WORK TO BE COMPLETED:
Extract all lines in the data that contain the word "Some".

INPUT DATA:
*** Block opens ***

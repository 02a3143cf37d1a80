use anyhow::Context;
use karva::{
    EvolutionEngine, EvolutionMode, FunctionRegistry, Genome, GenomeSet, GepConfig, Individual,
    LogObserver, Record,
};
use std::sync::Arc;

// Random samples of the function a^4 + a^3 + a^2 + a.
const SR_SAMPLES: &[(f64, f64)] = &[
    (2.81, 95.2425),
    (6.0, 1554.0),
    (7.043, 2866.55),
    (8.0, 4680.0),
    (10.0, 11110.0),
    (11.38, 18386.0),
    (12.0, 22620.0),
    (14.0, 41370.0),
    (15.0, 54240.0),
    (20.0, 168420.0),
    (100.0, 101010100.0),
    (-100.0, 99009900.0),
];

const TARGET_FITNESS: f64 = 1000.0;

/// Normalized absolute-error fitness over the sample set; a non-finite
/// output anywhere scores the whole entity zero.
fn score_samples<E>(evaluate: E) -> f64
where
    E: Fn(&[f64]) -> f64,
{
    let mut total = 0.0;
    for (input, expected) in SR_SAMPLES {
        let result = evaluate(&[*input]);
        if !result.is_finite() {
            return 0.0;
        }
        total += 1000.0 / (1.0 + (result - expected).abs());
    }
    total / SR_SAMPLES.len() as f64
}

fn load_config(path: Option<&String>) -> anyhow::Result<GepConfig> {
    match path {
        Some(path) => {
            GepConfig::load_from_file(path).with_context(|| format!("loading config {}", path))
        }
        None => Ok(GepConfig::default()),
    }
}

/// Rebuild a stored champion from its record and score it against the sample
/// set without running evolution.
fn replay(record_path: &str, config: &GepConfig) -> anyhow::Result<()> {
    let record = Record::load_from_file(record_path)
        .with_context(|| format!("loading record {}", record_path))?;
    let registry = Arc::new(FunctionRegistry::new());

    let (expression, score) = match record.mode {
        EvolutionMode::Genome => {
            let karva = record.karva.first().context("record holds no expressions")?;
            let genome = Genome::from_karva(karva, config.head_size, &config.link_func, &registry)?;
            (
                genome.expression(&["a"])?,
                score_samples(|inputs| genome.evaluate(inputs)),
            )
        }
        EvolutionMode::GenomeSet => {
            let set =
                GenomeSet::from_karva(&record.karva, config.head_size, &config.link_func, &registry)?;
            (
                set.expression(&["a"])?,
                score_samples(|inputs| set.evaluate(inputs)),
            )
        }
    };

    println!("{}", expression);
    println!("recorded score {:.4}, replayed score {:.4}", record.score, score);
    Ok(())
}

fn main() -> anyhow::Result<()> {
    env_logger::init();

    let args: Vec<String> = std::env::args().skip(1).collect();
    if args.first().map(String::as_str) == Some("replay") {
        let record_path = args
            .get(1)
            .context("usage: karva replay <record.json> [config.toml]")?;
        let config = load_config(args.get(2))?;
        return replay(record_path, &config);
    }

    let config = load_config(args.first())?;
    let record_path = args.get(1);

    let registry = Arc::new(FunctionRegistry::new());
    let mode = config.mode;
    let mut engine = EvolutionEngine::new(config, registry)?;

    let record = match mode {
        EvolutionMode::Genome => {
            let outcome = engine.run(
                |genome: &Genome| score_samples(|inputs| genome.evaluate(inputs)),
                LogObserver::new(25),
                TARGET_FITNESS,
            )?;
            log::info!(
                "finished after {} iterations (accomplished: {})",
                outcome.iterations,
                outcome.accomplished
            );
            println!("{}", outcome.champion.describe());
            outcome.to_record()
        }
        EvolutionMode::GenomeSet => {
            let outcome = engine.run(
                |set: &GenomeSet| score_samples(|inputs| set.evaluate(inputs)),
                LogObserver::new(25),
                TARGET_FITNESS,
            )?;
            log::info!(
                "finished after {} iterations (accomplished: {})",
                outcome.iterations,
                outcome.accomplished
            );
            println!("{}", outcome.champion.describe());
            outcome.to_record()
        }
    };

    println!("{}", serde_json::to_string_pretty(&record)?);
    if let Some(path) = record_path {
        record
            .save_to_file(&path)
            .with_context(|| format!("writing record {}", path))?;
    }

    Ok(())
}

*** Block closes ***

EXERCISE RESULT:
        Some(path) => {
    if args.first().map(String::as_str) == Some("replay") {
    if let Some(path) = record_path {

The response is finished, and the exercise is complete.